■ YOUR ASSIGNMENT
Each line in the entries below that contains the word "JoinHandle" counts once. Report how many there are and nothing more.
######
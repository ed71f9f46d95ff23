use std::collections::BTreeMap;
use std::io;
use std::net::SocketAddr;
use std::sync::Arc;

use parking_lot::RwLock;
use tokio::net::TcpListener;
use tokio::sync::watch;
use tokio::task::JoinHandle;

use crate::codec::Codec;
use crate::handler::{OpaqueMessageHandler, RpcService, ServiceRegistry};

/// A RPC server instance.
///
/// This allows for dynamic adding and removal of services. The server stops
/// accepting connections and closes every open connection once it is shut
/// down or dropped.
pub struct Server {
    state: ServerState,
    local_addr: SocketAddr,
    shutdown: watch::Sender<bool>,
    handle: JoinHandle<()>,
}

impl Server {
    /// Binds the listener and spawns the RPC server task.
    pub async fn listen(addr: SocketAddr, codec: Codec) -> io::Result<Self> {
        let listener = TcpListener::bind(addr).await?;
        let local_addr = listener.local_addr()?;
        let state = ServerState::new(codec);
        let (shutdown, shutdown_rx) = watch::channel(false);
        let handle = crate::net::start_rpc_server(listener, state.clone(), shutdown_rx);

        info!(listen_addr = %local_addr, codec = %codec, "RPC server is listening.");

        Ok(Self {
            state,
            local_addr,
            shutdown,
            handle,
        })
    }

    #[inline]
    /// The address the server is bound to.
    pub fn local_addr(&self) -> SocketAddr {
        self.local_addr
    }

    #[inline]
    /// The payload codec used for arguments and replies.
    pub fn codec(&self) -> Codec {
        self.state.codec()
    }

    /// Adds a new service to the live RPC server.
    pub fn add_service<Svc>(&self, service: Svc)
    where
        Svc: RpcService + Send + Sync + 'static,
    {
        let mut registry = ServiceRegistry::new(service);
        Svc::register_handlers(&mut registry);
        let handlers = registry.into_handlers();
        self.state.add_handlers(handlers);
    }

    /// Removes the handler registered for the given method.
    pub fn remove_method(&self, method: &str) {
        self.state.remove_handler(method);
    }

    /// Signals the server to shutdown.
    pub fn shutdown(&self) {
        let _ = self.shutdown.send(true);
        self.handle.abort();
    }
}

impl Drop for Server {
    fn drop(&mut self) {
        self.shutdown();
    }
}

#[derive(Clone)]
/// Represents the shared state of the RPC server.
pub(crate) struct ServerState {
    codec: Codec,
    handlers: Arc<RwLock<BTreeMap<String, Arc<dyn OpaqueMessageHandler>>>>,
}

impl ServerState {
    pub(crate) fn new(codec: Codec) -> Self {
        Self {
            codec,
            handlers: Default::default(),
        }
    }

    #[inline]
    pub(crate) fn codec(&self) -> Codec {
        self.codec
    }

    /// Adds a new set of handlers to the server state.
    ///
    /// Handlers newly added will then be able to handle messages received by
    /// the already running RPC system.
    pub(crate) fn add_handlers(
        &self,
        handlers: BTreeMap<String, Arc<dyn OpaqueMessageHandler>>,
    ) {
        let mut lock = self.handlers.write();
        lock.extend(handlers);
    }

    /// Removes the handler of the given method.
    pub(crate) fn remove_handler(&self, method: &str) {
        self.handlers.write().remove(method);
    }

    /// Attempts to get the message handler for a specific method.
    pub(crate) fn get_handler(&self, method: &str) -> Option<Arc<dyn OpaqueMessageHandler>> {
        self.handlers.read().get(method).cloned()
    }
}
######
■ TASK RESULT
2